By: Carly Valerious
As Americans awaken to the harsh realities of greenhouse gas emissions, companies that use problematic energy sources, like coal, are changing.
And workers inside the Colorado Springs coal fired Martin Drake Power Plant are wrestling with the implications of those changes.
“Energy has flipped over on its head since I started. When I started coal was king,” plant manager Ian Gavin said, talking with five colleagues recently about in a break room the plant.
Hundreds of tons of carbon dioxide emitted as coal is burned in the plant adds to the build up of emissions of heat trapping gases around our planet. Scientists say this is driving climate change. State government officials are pushing to shut down coal plants including Drake as soon as possible. Cheaper renewable energy sources like solar power and wind are picking up speed as viable alternatives.
The public concerns of carbon emissions are intensifying and so is the push to shut down coal plants. But, it may be a slow transition.
So what does that mean for those who work in the coal industry?
Energy traders, such as Josh Bowen, play an increasingly important role. They buy power from the broader grid generated by wind, because it’s cheaper than burning coal from the plant, saving Colorado Springs’ residents some money. While also ensuring when residence flip the switch they get light. With new challenges and goals for the future, plant workers say they expect their lives will change.

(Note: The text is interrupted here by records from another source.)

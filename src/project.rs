//! On-disk project: configuration, records, reports and journal under one root.
//!
//! ```text
//! <project>/.specflow/
//!   ├── config.toml
//!   ├── specs/NNN-slug.json
//!   ├── reports/NNN-slug.json   (only while the last verification failed)
//!   ├── leases/<stack>.lock     (held while a verification runs)
//!   └── journal.jsonl
//! ```
//!
//! A [`Project`] hands out [`WorkflowEngine`]s for stored records and takes
//! them back through [`Project::commit`], which persists the record and
//! journals every transition the engine made. Every write re-reads the
//! documents under the store's exclusive lock, so separate processes on the
//! same root never overwrite each other's changes.

use std::path::{Path, PathBuf};
use std::sync::Arc;

use tracing::{debug, warn};

use crate::audit::{FileReportStore, ReportStore};
use crate::config::ProjectConfig;
use crate::error::{Result, SpecError};
use crate::guard::ConcurrencyGuard;
use crate::journal::{JournalEntry, TransitionJournal};
use crate::record::{MutationOutcome, Priority, RecordMutation, SpecId};
use crate::registry::{RecordStore, SpecRegistry};
use crate::verification::VerificationReport;
use crate::workflow::WorkflowEngine;

/// A loaded project.
#[derive(Debug)]
pub struct Project {
    root: PathBuf,
    config: ProjectConfig,
    registry: SpecRegistry,
    store: RecordStore,
    reports: Arc<FileReportStore>,
    journal: TransitionJournal,
    guard: Arc<ConcurrencyGuard>,
}

impl Project {
    /// Open the project at `root`, loading its configuration and records.
    ///
    /// # Errors
    ///
    /// Returns an error if the configuration or any record document is invalid.
    pub fn open(root: impl AsRef<Path>) -> Result<Self> {
        let root = root.as_ref().to_path_buf();
        let config = ProjectConfig::load(&root)?;
        Self::with_config(root, config)
    }

    /// Open the project at `root` with an explicit configuration.
    ///
    /// # Errors
    ///
    /// Returns an error if any record document is invalid.
    pub fn with_config(root: impl AsRef<Path>, config: ProjectConfig) -> Result<Self> {
        let root = root.as_ref().to_path_buf();
        if !root.is_dir() {
            return Err(SpecError::not_found("project directory", root.display()));
        }
        let store = RecordStore::new(config.specs_dir(&root));
        let registry = store.load_all()?;
        let reports = Arc::new(FileReportStore::new(config.reports_dir(&root)));
        let journal = TransitionJournal::new(config.journal_path(&root));
        let guard = Arc::new(ConcurrencyGuard::with_lock_dir(config.leases_dir(&root)));
        debug!(root = %root.display(), records = registry.len(), "Opened project");

        Ok(Self {
            root,
            config,
            registry,
            store,
            reports,
            journal,
            guard,
        })
    }

    /// Project root.
    #[must_use]
    pub fn root(&self) -> &Path {
        &self.root
    }

    /// Resolved configuration.
    #[must_use]
    pub fn config(&self) -> &ProjectConfig {
        &self.config
    }

    /// Loaded records.
    #[must_use]
    pub fn registry(&self) -> &SpecRegistry {
        &self.registry
    }

    /// Transition journal.
    #[must_use]
    pub fn journal(&self) -> &TransitionJournal {
        &self.journal
    }

    /// Lease table shared by engines from this project.
    #[must_use]
    pub fn guard(&self) -> &Arc<ConcurrencyGuard> {
        &self.guard
    }

    /// Resolve a user-supplied record reference.
    ///
    /// # Errors
    ///
    /// Returns [`SpecError::NotFound`] if nothing matches.
    pub fn resolve(&self, reference: &str) -> Result<SpecId> {
        self.registry.resolve(reference)
    }

    /// Create and persist a new draft.
    ///
    /// The ordinal is assigned against the documents on disk, not the
    /// snapshot loaded at open.
    ///
    /// # Errors
    ///
    /// See [`SpecRegistry::create`]; also fails if the document cannot be written.
    pub fn create(
        &mut self,
        slug: &str,
        description: &str,
        priority: Priority,
        builds_on: Vec<SpecId>,
    ) -> Result<SpecId> {
        let (id, registry) = self
            .store
            .transact(|registry| registry.create(slug, description, priority, builds_on))?;
        self.registry = registry;
        Ok(id)
    }

    /// Apply a direct mutation (description, priority, features, relations)
    /// and persist.
    ///
    /// Status changes and ledger writes go through [`Project::engine`], which
    /// checks the actor and the lifecycle state.
    ///
    /// # Errors
    ///
    /// Returns [`SpecError::Validation`] for transitions and ledger writes,
    /// or whatever the registry returns.
    pub fn apply(&mut self, id: &SpecId, mutation: RecordMutation) -> Result<MutationOutcome> {
        if matches!(
            mutation,
            RecordMutation::Transition { .. }
                | RecordMutation::AddTask { .. }
                | RecordMutation::CompleteTask { .. }
        ) {
            return Err(SpecError::validation(
                "Ledger writes and status changes must go through the workflow engine",
            ));
        }
        let (outcome, registry) = self
            .store
            .transact(|registry| registry.apply(id, mutation))?;
        self.registry = registry;
        Ok(outcome)
    }

    /// Engine over a copy of the stored record.
    ///
    /// # Errors
    ///
    /// Returns [`SpecError::NotFound`] for an unknown id.
    pub fn engine(&self, id: &SpecId) -> Result<WorkflowEngine> {
        let record = self.registry.get(id)?.clone();
        let reports: Arc<dyn ReportStore> = self.reports.clone();
        Ok(WorkflowEngine::new(record, Arc::clone(&self.guard), reports)
            .with_settings(self.config.workflow_settings()))
    }

    /// Take an engine's record back: store it, persist it and journal every
    /// transition made since it was handed out.
    ///
    /// The save only goes through if the stored document still matches the
    /// copy the engine started from.
    ///
    /// # Errors
    ///
    /// - [`SpecError::StaleRecord`] if another writer changed the record
    ///   since the engine was handed out
    /// - a storage error if the record cannot be stored or journaled
    pub fn commit(&mut self, engine: WorkflowEngine) -> Result<Vec<JournalEntry>> {
        let (origin, record) = engine.into_parts();
        let new_transitions = record
            .history
            .get(origin.history.len()..)
            .unwrap_or_default()
            .to_vec();
        let id = record.id.clone();

        let ((), registry) = self.store.transact(|registry| {
            if registry.get(&id)? != &origin {
                warn!(spec = %id, "Stored record changed under the engine");
                return Err(SpecError::StaleRecord { id: id.to_string() });
            }
            registry.update(record)
        })?;
        self.registry = registry;
        self.journal.append_all(&id, &new_transitions)
    }

    /// The stored failure report for a record, if its last verification failed.
    ///
    /// # Errors
    ///
    /// Returns a storage error.
    pub fn current_report(&self, id: &SpecId) -> Result<Option<VerificationReport>> {
        self.reports.get(id)
    }
}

“We cannot just shut the place down or else we are turning everyone’s lights off. Times are changing faster than we can change infrastructure,” said Gavin.
Bowen points to storage problems with solar energy and intermittent challenges with wind because it simply doesn’t blow all day.

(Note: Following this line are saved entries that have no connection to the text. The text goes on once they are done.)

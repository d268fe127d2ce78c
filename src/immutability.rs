//! Write gate for completed records.
//!
//! Once a record reaches `Completed` it is frozen. The only write still
//! accepted is appending a related-spec annotation. Everything else is
//! rejected with a reason that names the recourse: start a new record that
//! builds on the frozen one.
//!
//! # Example
//!
//! ```
//! use specflow::immutability::{ImmutabilityEnforcer, WriteDecision};
//! use specflow::record::{Priority, RecordMutation, SpecId, SpecificationRecord};
//!
//! let record = SpecificationRecord::new(SpecId::new(1, "login").unwrap(), "");
//! let decision = ImmutabilityEnforcer::guard_write(
//!     &record,
//!     &RecordMutation::SetPriority(Priority::High),
//! );
//! assert!(decision.is_allowed());
//! ```

use crate::record::{RecordMutation, SpecificationRecord};

/// Outcome of [`ImmutabilityEnforcer::guard_write`].
#[derive(Debug, Clone, PartialEq, Eq)]
pub enum WriteDecision {
    /// The write may proceed
    Allow,
    /// The write must not be applied
    Reject(String),
}

impl WriteDecision {
    /// Whether the write may proceed.
    #[must_use]
    pub fn is_allowed(&self) -> bool {
        matches!(self, WriteDecision::Allow)
    }
}

/// Stateless gate consulted before every write to a record.
#[derive(Debug, Clone, Copy, Default)]
pub struct ImmutabilityEnforcer;

impl ImmutabilityEnforcer {
    /// Judge a write against the record's current state.
    ///
    /// This is a pure function of `record.status`; it never creates the
    /// successor record itself.
    #[must_use]
    pub fn guard_write(record: &SpecificationRecord, mutation: &RecordMutation) -> WriteDecision {
        if !record.is_completed() {
            return WriteDecision::Allow;
        }

        match mutation {
            RecordMutation::AddRelatedSpec(_) => WriteDecision::Allow,
            other => {
                tracing::debug!(
                    spec = %record.id,
                    mutation = other.label(),
                    "Rejected write to completed record"
                );
                WriteDecision::Reject(format!(
                    "cannot {} on a completed record; create a new record with builds_on = [{}]",
                    other.label(),
                    record.id
                ))
            }
        }
    }
}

The Drake plant currently provides a fourth of Colorado Springs’ electricity. Bowen emphasized that until there is a viable renewable energy alternative they cannot just shut down the plant without jeopardizing electricity for Colorado Springs’ residents. Shutting the plant down has implications we have yet to create the technology to deal with. Utilities officials said the public doesn’t realize the complexity of the situation.

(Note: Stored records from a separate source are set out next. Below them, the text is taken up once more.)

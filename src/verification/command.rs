//! Checks backed by external commands.
//!
//! A [`CommandCheck`] runs one program in the change set's root. Exit status
//! 0 passes; anything else fails with the tail of the tool output as the
//! diagnostic. The child is killed if the check future is dropped.

use anyhow::{Context, Result};
use async_trait::async_trait;
use tokio::process::Command as AsyncCommand;

use super::{ChangeSet, Check, CheckOutcome};

/// Lines of tool output kept in a diagnostic.
const DIAGNOSTIC_TAIL_LINES: usize = 40;

/// A check that shells out to a tool.
#[derive(Debug, Clone)]
pub struct CommandCheck {
    name: String,
    program: String,
    args: Vec<String>,
    append_paths: bool,
    fail_on_output: bool,
}

impl CommandCheck {
    /// Create a check that runs `program args...`.
    pub fn new(name: impl Into<String>, program: impl Into<String>, args: &[&str]) -> Self {
        Self {
            name: name.into(),
            program: program.into(),
            args: args.iter().map(|a| (*a).to_string()).collect(),
            append_paths: false,
            fail_on_output: false,
        }
    }

    /// Create a check from owned arguments (used for configured checks).
    pub fn from_parts(
        name: impl Into<String>,
        program: impl Into<String>,
        args: Vec<String>,
    ) -> Self {
        Self {
            name: name.into(),
            program: program.into(),
            args,
            append_paths: false,
            fail_on_output: false,
        }
    }

    /// Pass the change set's paths as trailing arguments.
    #[must_use]
    pub fn with_paths(mut self, enabled: bool) -> Self {
        self.append_paths = enabled;
        self
    }

    /// Treat any stdout as failure (for tools like `gofmt -l` that exit 0).
    #[must_use]
    pub fn with_fail_on_output(mut self, enabled: bool) -> Self {
        self.fail_on_output = enabled;
        self
    }

    /// The command line, for display.
    #[must_use]
    pub fn command_line(&self) -> String {
        std::iter::once(self.program.as_str())
            .chain(self.args.iter().map(String::as_str))
            .collect::<Vec<_>>()
            .join(" ")
    }
}

#[async_trait]
impl Check for CommandCheck {
    fn name(&self) -> &str {
        &self.name
    }

    async fn run(&self, change_set: &ChangeSet) -> Result<CheckOutcome> {
        let mut cmd = AsyncCommand::new(&self.program);
        cmd.args(&self.args)
            .current_dir(&change_set.root)
            .kill_on_drop(true);
        if self.append_paths {
            cmd.args(&change_set.paths);
        }

        let output = cmd
            .output()
            .await
            .with_context(|| format!("Failed to run `{}`", self.command_line()))?;

        let stdout = String::from_utf8_lossy(&output.stdout);
        let stderr = String::from_utf8_lossy(&output.stderr);

        let printed = self.fail_on_output && !stdout.trim().is_empty();
        let failed = !output.status.success() || printed;
        if failed {
            let combined = format!("{}\n{}", stdout.trim_end(), stderr.trim_end());
            let mut diagnostic = tail(combined.trim(), DIAGNOSTIC_TAIL_LINES);
            if diagnostic.is_empty() {
                diagnostic = format!(
                    "`{}` exited with {}",
                    self.command_line(),
                    output.status
                );
            }
            Ok(CheckOutcome::fail(diagnostic))
        } else {
            Ok(CheckOutcome::pass())
        }
    }

    fn required_tool(&self) -> Option<&str> {
        Some(&self.program)
    }
}

fn tail(text: &str, lines: usize) -> String {
    let all: Vec<&str> = text.lines().collect();
    let start = all.len().saturating_sub(lines);
    all[start..].join("\n")
}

The possibility of the plant being shut down is only one change the future entails.
Jim Waddle and Dave Bertrand are two employees who know the ins and outs on creating energy from coal, but they do not know the ins and outs on solar and wind. Using coal is a massive process with many steps. They do not need the same complicated skills working with renewable energy sources because the earth is creating that energy itself.
Waddle and Bertrand’s jobs could look very different in ten years, but they are putting on a brave face.
“I am not concerned about losing my job. I know I will be in utilities somewhere,” Bertrand said with Gavin, the general manager, sitting to the left of him.
They trust the company will have their back in the future. The plant is working hard to ensure their employees, who may soon have a different job, will not just remain employed, but be employed with the same benefits they had working at the plant and be trained with the skills needed to work with a new generation of energy.